Pete Postlethwaite is one of the finest actors that this country has ever produced as he enjoyed success in TV, film and theatre in his thirty five year career.
After training as to be an actor at the Bristol Old Vic Theatre School it was on the stage where he kicked off his career as performed at the Manchester Royal Exchange, the Old Vic, and the Everyman Theatre in Liverpool before joining the Royal Shakespeare Company in the eighties.
He picked up TV and film roles early in his career with the likes of the Muscle Market for the BBC and as well as movies The Duellists and Fords on Water.
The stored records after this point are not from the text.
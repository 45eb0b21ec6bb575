pub mod assemble;
pub mod auto_wire;
pub mod generate;
pub mod register;
pub mod validate;

pub use assemble::AssemblePhase;
pub use auto_wire::AutoWirePhase;
pub use generate::GeneratePhase;
pub use register::RegisterServicesPhase;
pub use validate::ValidatePhase;
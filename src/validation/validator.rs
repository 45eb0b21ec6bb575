use crate::stack::Stack;
use crate::validation::report::ValidationReport;
use crate::validation::rules::{
    CloudInfrastructureRule, EmbeddedStorageBiRule, PairCompatibilityRule, RequiredStorageRule,
    ServiceAccountRule, SingleOrchestratorRule, StorageDependencyRule, StreamingTransformationRule,
    ValidationRule,
};
use tracing::debug;

/// Runs every rule and collects all findings; never stops at the first error.
pub struct Validator {
    rules: Vec<Box<dyn ValidationRule>>,
}

impl Validator {
    pub fn new() -> Self {
        Self::default()
    }

    pub fn with_rules(rules: Vec<Box<dyn ValidationRule>>) -> Self {
        Self { rules }
    }

    pub fn validate(&self, stack: &Stack) -> ValidationReport {
        let mut report = ValidationReport::new();
        for rule in &self.rules {
            let before = (report.errors.len(), report.warnings.len());
            rule.validate(stack, &mut report);
            debug!(
                "[{}] {} error(s), {} warning(s)",
                rule.name(),
                report.errors.len() - before.0,
                report.warnings.len() - before.1
            );
        }
        report
    }
}

impl Default for Validator {
    fn default() -> Self {
        Self {
            rules: vec![
                Box::new(RequiredStorageRule),
                Box::new(PairCompatibilityRule::default()),
                Box::new(StorageDependencyRule),
                Box::new(EmbeddedStorageBiRule),
                Box::new(CloudInfrastructureRule),
                Box::new(StreamingTransformationRule),
                Box::new(ServiceAccountRule),
                Box::new(SingleOrchestratorRule),
            ],
        }
    }
}

/// Validates `stack` with the default rule set.
pub fn validate_stack(stack: &Stack) -> ValidationReport {
    Validator::default().validate(stack)
}

#[cfg(test)]
mod tests {
    use super::*;
    use crate::stack::Category;
    use crate::validation::StackError;

    #[test]
    fn test_empty_stack_requires_storage() {
        let report = validate_stack(&Stack::new());
        assert!(!report.is_valid());
        assert_eq!(
            report.error_messages(),
            vec!["Storage is required - it's the foundation of any data stack"]
        );
        assert!(matches!(
            report.errors[0],
            StackError::MissingRequiredCategory { category: Category::Storage, .. }
        ));
    }

    #[test]
    fn test_postgres_dbt_airflow_is_valid() {
        let stack = Stack::new()
            .with(Category::Storage, "PostgreSQL")
            .with(Category::Transformation, "dbt")
            .with(Category::Orchestration, "Airflow");
        let report = validate_stack(&stack);
        assert!(report.is_valid(), "{:?}", report.errors);
        assert!(report
            .warnings
            .contains(&"storage:PostgreSQL + transformation:dbt: Requires dbt-postgres adapter".to_string()));
    }

    #[test]
    fn test_kafka_dbt_reports_every_problem() {
        let stack = Stack::new()
            .with(Category::Ingestion, "Kafka")
            .with(Category::Transformation, "dbt");
        let report = validate_stack(&stack);
        let errors = report.error_messages();
        assert_eq!(errors.len(), 2);
        assert_eq!(errors[0], "Storage is required - it's the foundation of any data stack");
        assert!(errors[1].contains("Kafka (streaming) is incompatible with dbt (batch)"));
    }

    #[test]
    fn test_custom_rule_list() {
        let validator = Validator::with_rules(vec![Box::new(ServiceAccountRule)]);
        let report = validator.validate(&Stack::new());
        assert!(report.is_valid());
    }

    #[test]
    fn test_validation_is_deterministic() {
        let stack = Stack::new()
            .with(Category::Storage, "MongoDB")
            .with(Category::Transformation, "dbt")
            .with(Category::Quality, "Great Expectations")
            .with(Category::Visualization, "Metabase");
        assert_eq!(validate_stack(&stack), validate_stack(&stack));
    }
}
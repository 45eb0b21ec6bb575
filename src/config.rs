//! Configuration management for antigravity
//!
//! Settings are loaded from environment variables with sensible defaults.
//!
//! # Environment Variables
//!
//! - `ANTIGRAVITY_OUTPUT_DIR`: Where projects are written - default: "./generated"
//! - `ANTIGRAVITY_PROFILES_DIR`: Saved stack profiles - default: "~/.antigravity/profiles"
//! - `ANTIGRAVITY_LOG_LEVEL`: Logging level - default: "info"
//! - `ANTIGRAVITY_ARCHIVE`: Also write a `.tar.gz` of each project (true|false) - default: "false"
//! - `ANTIGRAVITY_NETWORK`: docker-compose network shared by all services - default: "antigravity_net"
//!
//! # Example
//!
//! ```no_run
//! use antigravity::GeneratorConfig;
//!
//! let config = GeneratorConfig::from_env().expect("Invalid environment");
//! config.validate().expect("Invalid configuration");
//! println!("{}", config);
//! ```

use regex::Regex;
use std::env;
use std::fmt;
use std::path::PathBuf;
use std::sync::OnceLock;
use thiserror::Error;

/// Default values for configuration
pub const DEFAULT_OUTPUT_DIR: &str = "./generated";
pub const DEFAULT_LOG_LEVEL: &str = "info";
pub const DEFAULT_ARCHIVE: bool = false;
pub const DEFAULT_NETWORK: &str = "antigravity_net";

const PROJECT_NAME_PATTERN: &str = r"^[A-Za-z][A-Za-z0-9_-]*$";

/// Configuration errors
#[derive(Debug, Error, PartialEq, Eq)]
pub enum ConfigError {
    /// Configuration validation failed
    #[error("Configuration validation failed: {0}")]
    ValidationFailed(String),

    /// Failed to parse configuration value
    #[error("Failed to parse {field}: {error}")]
    ParseError { field: String, error: String },

    #[error("Invalid project name '{0}': must start with a letter and contain only letters, digits, '_' or '-'")]
    InvalidProjectName(String),
}

/// Main configuration structure for antigravity
#[derive(Debug, Clone, PartialEq, Eq)]
pub struct GeneratorConfig {
    /// Directory generated projects are written under
    pub output_dir: PathBuf,

    /// Directory holding user-saved stack profiles
    pub profiles_dir: PathBuf,

    /// Logging level (trace, debug, info, warn, error)
    pub log_level: String,

    /// Write a gzipped tarball next to the project directory
    pub archive: bool,

    /// Compose network every service joins
    pub network: String,
}

fn default_profiles_dir() -> PathBuf {
    dirs::home_dir()
        .unwrap_or_else(env::temp_dir)
        .join(".antigravity")
        .join("profiles")
}

fn parse_bool(field: &str, value: &str) -> Result<bool, ConfigError> {
    match value.trim().to_lowercase().as_str() {
        "1" | "true" | "yes" | "on" => Ok(true),
        "0" | "false" | "no" | "off" | "" => Ok(false),
        other => Err(ConfigError::ParseError {
            field: field.to_string(),
            error: format!("expected a boolean, got '{}'", other),
        }),
    }
}

impl Default for GeneratorConfig {
    /// Loads from `ANTIGRAVITY_*` variables, ignoring values that fail to parse.
    fn default() -> Self {
        let archive = env::var("ANTIGRAVITY_ARCHIVE")
            .ok()
            .and_then(|v| parse_bool("ANTIGRAVITY_ARCHIVE", &v).ok())
            .unwrap_or(DEFAULT_ARCHIVE);
        Self::base(archive)
    }
}

impl GeneratorConfig {
    fn base(archive: bool) -> Self {
        let output_dir = env::var("ANTIGRAVITY_OUTPUT_DIR")
            .map(PathBuf::from)
            .unwrap_or_else(|_| PathBuf::from(DEFAULT_OUTPUT_DIR));

        let profiles_dir = env::var("ANTIGRAVITY_PROFILES_DIR")
            .map(PathBuf::from)
            .unwrap_or_else(|_| default_profiles_dir());

        let log_level = env::var("ANTIGRAVITY_LOG_LEVEL")
            .unwrap_or_else(|_| DEFAULT_LOG_LEVEL.to_string())
            .to_lowercase();

        let network = env::var("ANTIGRAVITY_NETWORK").unwrap_or_else(|_| DEFAULT_NETWORK.to_string());

        Self {
            output_dir,
            profiles_dir,
            log_level,
            archive,
            network,
        }
    }

    /// Like `default()`, but a malformed value is an error.
    pub fn from_env() -> Result<Self, ConfigError> {
        let archive = match env::var("ANTIGRAVITY_ARCHIVE") {
            Ok(v) => parse_bool("ANTIGRAVITY_ARCHIVE", &v)?,
            Err(_) => DEFAULT_ARCHIVE,
        };
        Ok(Self::base(archive))
    }

    /// Validates the configuration
    ///
    /// # Errors
    ///
    /// Returns `ConfigError::ValidationFailed` for an empty network name or
    /// an unknown log level.
    pub fn validate(&self) -> Result<(), ConfigError> {
        if self.network.trim().is_empty() {
            return Err(ConfigError::ValidationFailed(
                "Network name cannot be empty".to_string(),
            ));
        }

        match self.log_level.as_str() {
            "trace" | "debug" | "info" | "warn" | "error" => {}
            _ => {
                return Err(ConfigError::ValidationFailed(format!(
                    "Invalid log level: {}. Valid options: trace, debug, info, warn, error",
                    self.log_level
                )))
            }
        }

        Ok(())
    }

    /// Directory a project named `project_name` is written to.
    pub fn project_dir(&self, project_name: &str) -> PathBuf {
        self.output_dir.join(project_name)
    }
}

impl fmt::Display for GeneratorConfig {
    fn fmt(&self, f: &mut fmt::Formatter<'_>) -> fmt::Result {
        writeln!(f, "Antigravity Configuration:")?;
        writeln!(f, "  Output Dir: {}", self.output_dir.display())?;
        writeln!(f, "  Profiles Dir: {}", self.profiles_dir.display())?;
        writeln!(f, "  Log Level: {}", self.log_level)?;
        writeln!(f, "  Archive: {}", self.archive)?;
        writeln!(f, "  Network: {}", self.network)?;
        Ok(())
    }
}

fn project_name_regex() -> &'static Regex {
    static PATTERN: OnceLock<Regex> = OnceLock::new();
    PATTERN.get_or_init(|| Regex::new(PROJECT_NAME_PATTERN).unwrap_or_else(|_| unreachable!()))
}

/// Project names become directory, database and compose names.
pub fn validate_project_name(name: &str) -> Result<(), ConfigError> {
    if project_name_regex().is_match(name) {
        Ok(())
    } else {
        Err(ConfigError::InvalidProjectName(name.to_string()))
    }
}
But it was to be A Private Function in 1984 that was to be his first movie performance of note, starring alongside Maggie Smith and Michael Palin.
After leaving the Royal Shakespeare Company in 1987 he focused on his film career and it was Distant Voices, Still Lives that really showed off his talent.
He took on the role of an alcoholic father in the Terrence Davis directed feature - a part that brought his critical acclaim as well as made his name.
He varied his roles in the coming years moving from the likes of Hamlet, in which he starred alongside Mel Gibson and Glenn Close to make his first blockbuster movie in the form of Alien 3.
But the role that he will forever be synonymous with will be his performance in In The Name of the Father, which saw him star alongside Daniel Day Lewis.
Directed by Jim Sheridan the movie follows the story of Gerry Conlon, purported ringleader of the Guildford Four, a group of three Irishmen and one English woman wrongly imprisoned for the 1974 IRA bombing of a pub in Guildford, England, that left five people dead.
Conlon's father Guiseppe was subsequently imprisoned along with six other Conlon relatives who became known as the Maguire Seven.
For his performance Postlethwaite was nominated for a Best Supporting Actor Oscar, losing out to Tommy-Lee Jones for The Fugitive.
Throughout the nineties he appeared in movies such as The Usual Suspects, Dragonheart, Romeo & Juliet and The Lost World: Jurassic Park.
And while he continued to make Hollywood movies he also worked in British film with the likes of Brassed Off.
2010 was a busy year for the actor as he stared in Solomon Kane, Clash of the Titans, Inception and The Town.
He had already completed work on Killing Bono - which will be released in April.
The actor had been suffering from cancer and passed away at the Royal Shrewsbury Hospital on 2 January.
He is survived by his wife Jacqueline and two children William, born 1989, and Lily, born in 1996.